I don’t really do fear. I have no time for it and typically punch it in the teeth and move on.
I am flippant at best, and probably reckless at worst, but I just don’t tolerate fear. People who live in fear kinda annoy me and if I can stay in the game with them long enough I want to help them be done with it too.
I was especially not afraid of boats/water, etc….I am not a huge fan of fish – but I can work around them with enough splashing. Nearly everyone asked me “aren’t you afraid” when I told them Bo’s giant sailing plan.
Honestly never crossed my mind to be afraid. Maybe that was my downfall. Because last weekend I became VERY aware of how afraid I should be.
Since I have been aboard we have done multiple overnights and they were great. Sure, we were tired, and sure it is boring at 2am to stay awake and look for giant ships, but totally do-able.
We recognized we have always had great weather and great crossings and pretty much great everythings. Until last weekend.
The one thing I have said from day one that I can not handle is tipping over. It doesn’t matter how many times people try to explain the physics to me about keels and heaviness and yada yada yada, I do not want that sucker to tip over and crush me under water. I have been SUPER vocal about this and everyone around knows this is my *thing.*
Imagine my surprise when we were hit completely unprepared (no tethers, no life jackets, no ditch bag, nada!) by a squall and that dang boat was as close to tipping over as I ever want to be. Bo and I both sliding towards water, the rail under water and water coming over the side. Yep – in my book, TIPPING OVER.

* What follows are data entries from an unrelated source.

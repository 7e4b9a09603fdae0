//! Timetable formulation for a mixed-integer solver.
//!
//! Builds a `good_lp` model from a prepared [`Problem`], solves it with any
//! [`CpSolver`] (HiGHS by default), and decodes the assignment back into
//! sessions.
//!
//! # Model
//!
//! Each session's `day`, `hour`, `room` and `instructor` are one-hot
//! encoded: a binary `x[s,t,r]` per slot `t` and candidate room `r`, and a
//! binary `y[s,t,l]` per slot and candidate instructor `l`.
//!
//! - Each session takes exactly one `(t, r)`, and the same `t` for its
//!   instructor: `Σ_r x[s,t,r] = Σ_l y[s,t,l]` for every `t`.
//! - Hard: two sessions in one slot never share a room or an instructor:
//!   `Σ_s x[s,t,r] ≤ 1` and `Σ_s y[s,t,l] ≤ 1`.
//! - Soft: `dayCount_d` and `hourCount_h` are sums of `x`, with targets
//!   `⌈n/5⌉` per day and `⌈n/8⌉` per hour (scaled for midday hours).
//!   `maxDayDiff ≥ |dayCount_d − target_d|`, `maxHourDiff ≥ |hourCount_h −
//!   target_h|`; minimize `maxDayDiff + maxHourDiff`.
//!
//! Sessions of one course are interchangeable, so they are ordered by slot.
//!
//! # Reference
//! - Schaerf (1999), "A Survey of Automated Timetabling"
//! - Burke & Petrovic (2002), "Recent Research Directions in Automated Timetabling"

pub mod solver;

pub use solver::{CpSolution, CpSolver, HighsSolver, SolveStatus, SolverConfig};

use std::collections::BTreeMap;
use std::ops::RangeInclusive;

use good_lp::{constraint, variable, Constraint, Expression, ProblemVariables, Variable};
use log::debug;

use crate::models::{Session, SessionOrigin, TimeSlot, DAYS_PER_WEEK, HOURS_PER_DAY};
use crate::scheduler::{Problem, SessionRequest};

/// Hour indices that get the midday target bump by default (11:00-15:00).
pub const DEFAULT_MIDDAY_HOURS: RangeInclusive<usize> = 2..=5;

/// Default midday target multiplier.
pub const DEFAULT_MIDDAY_WEIGHT: f64 = 1.2;

/// Where one session ended up.
#[derive(Debug, Clone, Copy, PartialEq, Eq)]
pub struct Placement {
    pub slot: TimeSlot,
    /// Index into [`Problem::rooms`].
    pub room: usize,
    /// Index into [`Problem::instructors`].
    pub instructor: usize,
}

/// Decision variables of one session.
#[derive(Debug, Clone)]
pub struct SessionVars {
    /// The session these variables place.
    pub request: SessionRequest,
    /// `x[s,t,r]`: one binary per slot and candidate room.
    pub rooms: Vec<(TimeSlot, usize, Variable)>,
    /// `y[s,t,l]`: one binary per slot and candidate instructor.
    pub instructors: Vec<(TimeSlot, usize, Variable)>,
}

/// A built model, ready to hand to a [`CpSolver`].
pub struct TimetableModel {
    pub variables: ProblemVariables,
    pub constraints: Vec<Constraint>,
    /// `maxDayDiff + maxHourDiff`, minimized.
    pub objective: Expression,
    /// Variables per session, in request order.
    pub sessions: Vec<SessionVars>,
    pub day_targets: Vec<i64>,
    pub hour_targets: Vec<i64>,
}

impl TimetableModel {
    /// Number of decision variables: the session binaries plus the two
    /// deviation bounds.
    pub fn variable_count(&self) -> usize {
        self.sessions
            .iter()
            .map(|s| s.rooms.len() + s.instructors.len())
            .sum::<usize>()
            + 2
    }

    /// Number of linear constraints.
    pub fn constraint_count(&self) -> usize {
        self.constraints.len()
    }
}

/// Builds the timetable model from a prepared problem.
///
/// # Example
/// ```no_run
/// use u_timetable::cp::{HighsSolver, SolverConfig, TimetableCpBuilder};
/// use u_timetable::models::{Course, Instructor, Resource};
/// use u_timetable::scheduler::Problem;
/// use u_timetable::GeneratorOptions;
///
/// let problem = Problem::prepare(
///     &[Resource::new("R1", "ROOM")],
///     &[Instructor::new("L1", "Ada")],
///     &[Course::new("C1", "Algebra").with_sessions(2)],
///     &GeneratorOptions::default(),
/// );
/// let builder = TimetableCpBuilder::new(&problem);
/// let (sessions, solution) = builder.solve(&HighsSolver::new(), &SolverConfig::default());
/// assert!(solution.is_solution_found());
/// assert_eq!(sessions.len(), 2);
/// ```
#[derive(Debug, Clone)]
pub struct TimetableCpBuilder<'a> {
    problem: &'a Problem,
    midday_hours: RangeInclusive<usize>,
    midday_weight: f64,
}

impl<'a> TimetableCpBuilder<'a> {
    /// Creates a builder with the default midday preference.
    pub fn new(problem: &'a Problem) -> Self {
        Self {
            problem,
            midday_hours: DEFAULT_MIDDAY_HOURS,
            midday_weight: DEFAULT_MIDDAY_WEIGHT,
        }
    }

    /// Sets the hour indices whose target is scaled.
    pub fn with_midday_hours(mut self, hours: RangeInclusive<usize>) -> Self {
        self.midday_hours = hours;
        self
    }

    /// Sets the midday target multiplier.
    pub fn with_midday_weight(mut self, weight: f64) -> Self {
        self.midday_weight = weight;
        self
    }

    /// Target session count per day.
    pub fn day_targets(&self, total: usize) -> Vec<i64> {
        vec![total.div_ceil(DAYS_PER_WEEK) as i64; DAYS_PER_WEEK]
    }

    /// Target session count per hour, midday hours scaled by the weight.
    pub fn hour_targets(&self, total: usize) -> Vec<i64> {
        let ideal = total.div_ceil(HOURS_PER_DAY) as i64;
        (0..HOURS_PER_DAY)
            .map(|h| {
                if self.midday_hours.contains(&h) {
                    (ideal as f64 * self.midday_weight).round() as i64
                } else {
                    ideal
                }
            })
            .collect()
    }

    /// Builds the model.
    ///
    /// Creates:
    /// - Slot × room and slot × instructor binaries per session
    /// - Exactly-one and same-slot linking rows per session
    /// - One capacity row per (slot, room) and per (slot, instructor)
    /// - Day/hour deviation rows and the min-max fairness objective
    pub fn build(&self) -> TimetableModel {
        let problem = self.problem;
        let requests = problem.session_requests();
        let n = requests.len();

        let mut variables = ProblemVariables::new();
        let mut constraints = Vec::new();
        let mut room_use: BTreeMap<(TimeSlot, usize), Vec<Variable>> = BTreeMap::new();
        let mut instructor_use: BTreeMap<(TimeSlot, usize), Vec<Variable>> = BTreeMap::new();
        let mut day_terms: Vec<Vec<Variable>> = vec![Vec::new(); DAYS_PER_WEEK];
        let mut hour_terms: Vec<Vec<Variable>> = vec![Vec::new(); HOURS_PER_DAY];

        let mut sessions: Vec<SessionVars> = Vec::with_capacity(n);
        for request in &requests {
            let course = &problem.courses[request.course];
            let room_candidates = problem.room_candidates(course);
            let instructor_candidates = problem.instructor_candidates(course);
            let mut rooms = Vec::new();
            let mut instructors = Vec::new();

            for slot in TimeSlot::all() {
                let mut in_room = Vec::with_capacity(room_candidates.len());
                for &r in &room_candidates {
                    let x = variables.add(variable().binary());
                    rooms.push((slot, r, x));
                    room_use.entry((slot, r)).or_default().push(x);
                    day_terms[slot.day].push(x);
                    hour_terms[slot.hour].push(x);
                    in_room.push(x);
                }
                let mut taught = Vec::with_capacity(instructor_candidates.len());
                for &l in &instructor_candidates {
                    let y = variables.add(variable().binary());
                    instructors.push((slot, l, y));
                    instructor_use.entry((slot, l)).or_default().push(y);
                    taught.push(y);
                }
                let roomed: Expression = in_room.into_iter().sum();
                let staffed: Expression = taught.into_iter().sum();
                constraints.push(constraint!(roomed == staffed));
            }

            let placed_once: Expression = rooms.iter().map(|&(_, _, x)| x).sum();
            constraints.push(constraint!(placed_once == 1));

            if let Some(previous) = sessions.last().filter(|s| s.request.course == request.course) {
                let earlier = slot_position(&previous.rooms);
                let later = slot_position(&rooms);
                constraints.push(constraint!(earlier <= later));
            }

            sessions.push(SessionVars {
                request: *request,
                rooms,
                instructors,
            });
        }

        // Hard: at most one session per room and per instructor in a slot.
        for group in room_use.into_values().chain(instructor_use.into_values()) {
            if group.len() > 1 {
                let occupied: Expression = group.into_iter().sum();
                constraints.push(constraint!(occupied <= 1));
            }
        }

        // Soft: min-max deviation of day and hour occupancy from targets.
        let day_targets = self.day_targets(n);
        let hour_targets = self.hour_targets(n);
        let max_day_diff = variables.add(variable().integer().min(0));
        let max_hour_diff = variables.add(variable().integer().min(0));
        add_deviation(&mut constraints, max_day_diff, &day_terms, &day_targets);
        add_deviation(&mut constraints, max_hour_diff, &hour_terms, &hour_targets);

        let model = TimetableModel {
            variables,
            constraints,
            objective: max_day_diff + max_hour_diff,
            sessions,
            day_targets,
            hour_targets,
        };
        debug!(
            "Built timetable model: {} sessions, {} vars, {} constraints",
            n,
            model.variable_count(),
            model.constraint_count()
        );
        model
    }

    /// Builds and solves, returning decoded sessions and the raw solution.
    pub fn solve<S: CpSolver>(&self, solver: &S, config: &SolverConfig) -> (Vec<Session>, CpSolution) {
        let solution = solver.solve(self.build(), config);
        let sessions = self.decode_solution(&solution);
        (sessions, solution)
    }

    /// Decodes a solution into sessions. Empty if no solution was found.
    pub fn decode_solution(&self, solution: &CpSolution) -> Vec<Session> {
        if !solution.is_solution_found() {
            return Vec::new();
        }
        self.problem
            .session_requests()
            .into_iter()
            .zip(&solution.placements)
            .filter_map(|(request, p)| {
                self.problem
                    .session(request, p.slot, p.room, p.instructor, SessionOrigin::Solver)
            })
            .collect()
    }
}

/// Linear position of a session's slot, `Σ t·x[s,t,r]`.
fn slot_position(rooms: &[(TimeSlot, usize, Variable)]) -> Expression {
    rooms
        .iter()
        .map(|&(slot, _, x)| (slot.day * HOURS_PER_DAY + slot.hour) as f64 * x)
        .sum()
}

/// `bound ≥ |Σ terms[v] − targets[v]|` for every value `v`.
fn add_deviation(constraints: &mut Vec<Constraint>, bound: Variable, terms: &[Vec<Variable>], targets: &[i64]) {
    for (vars, &target) in terms.iter().zip(targets) {
        let target = target as f64;
        let count: Expression = vars.iter().copied().sum();
        constraints.push(constraint!(count.clone() - bound <= target));
        constraints.push(constraint!(count + bound >= target));
    }
}

/// Reads the one-hot assignment. `None` unless every session has a slot,
/// a room and an instructor in that slot.
pub fn decode_placements<F>(sessions: &[SessionVars], value: F) -> Option<Vec<Placement>>
where
    F: Fn(Variable) -> f64,
{
    sessions
        .iter()
        .map(|s| {
            let &(slot, room, _) = s.rooms.iter().find(|&&(_, _, x)| value(x) > 0.5)?;
            let &(_, instructor, _) = s
                .instructors
                .iter()
                .find(|&&(t, _, y)| t == slot && value(y) > 0.5)?;
            Some(Placement { slot, room, instructor })
        })
        .collect()
}

/// `maxDayDiff + maxHourDiff` of concrete placements.
pub fn fairness_deviation(placements: &[Placement], day_targets: &[i64], hour_targets: &[i64]) -> i64 {
    let mut days = vec![0i64; DAYS_PER_WEEK];
    let mut hours = vec![0i64; HOURS_PER_DAY];
    for p in placements {
        days[p.slot.day] += 1;
        hours[p.slot.hour] += 1;
    }
    let widest = |counts: &[i64], targets: &[i64]| {
        counts
            .iter()
            .zip(targets)
            .map(|(c, t)| (c - t).abs())
            .max()
            .unwrap_or(0)
    };
    widest(&days, day_targets) + widest(&hours, hour_targets)
}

I managed to huddle on the floor and squeak “i’m afraid” while Bo raced all over trying to fix sails and get us up again. True to form, Selah popped right back up – but by that time I was done for. My PTSD kicked in and I slid downstairs and didn’t re-appear for 18 more hours. It didn’t help that we bashed into super uncomfortable conditions for the next 18 hours. It didn’t help that the kitchen window was open and water poured into my home. It didn’t help that everything on the left side of the boat now slid to the right side of the boat – including my potato dinner.
Have you any idea how LOUD a bashing sailboat is for 18 hours? Every 3 seconds the boat moaned like she was gonna crack in a billion pieces. Thank God she didn’t. Although a Coast Guard rescue was my idea of a good time. I wanted off that sucker fast!
All the while, all I could think was how AFRAID I was. For 18 hours my headspace consisted of the following dialogue:
“I want off this boat”
“We are going to die on this boat. I am not ready to die”
“I will never sail again”
“When is the coast guard coming? How do I call them??”
“Are we there yet?”
“How many more hours?”
“I don’t think I can do this”
“I don’t WANT to do this”
and on and on and on for 18 hours. It wasn’t pretty. Meanwhile, Bo is upstairs trying to keep us on course and frustrated as hell that we are making about 3 miles per hour in that mess. He finally convinces me to come upstairs and I won’t die about 10am. Turns out we still had 5 MORE HOURS. Holy sugar does it take forever to get anywhere in a sailboat. Especially when all you want is to get off!!
We did eventually get off. And I did eventually get a shower and a better perspective. Turns out this is what I signed up for. And I should have been afraid. A little healthy respect for the ocean and Mother Nature is probably not a bad idea.
Bo immediately wanted to discuss all the things we learned and could do better next time. I immediately wanted to eat my feelings in the form of an ice cream and take a nap. All I learned was that I was afraid. And don’t want to tip over ever again. Lesson learned.
The thing is – we probably will. And it will probably still be terrifying and terrible. Welcome to life on a boat.
Anyone want to come sailing??? We can practice being brave together!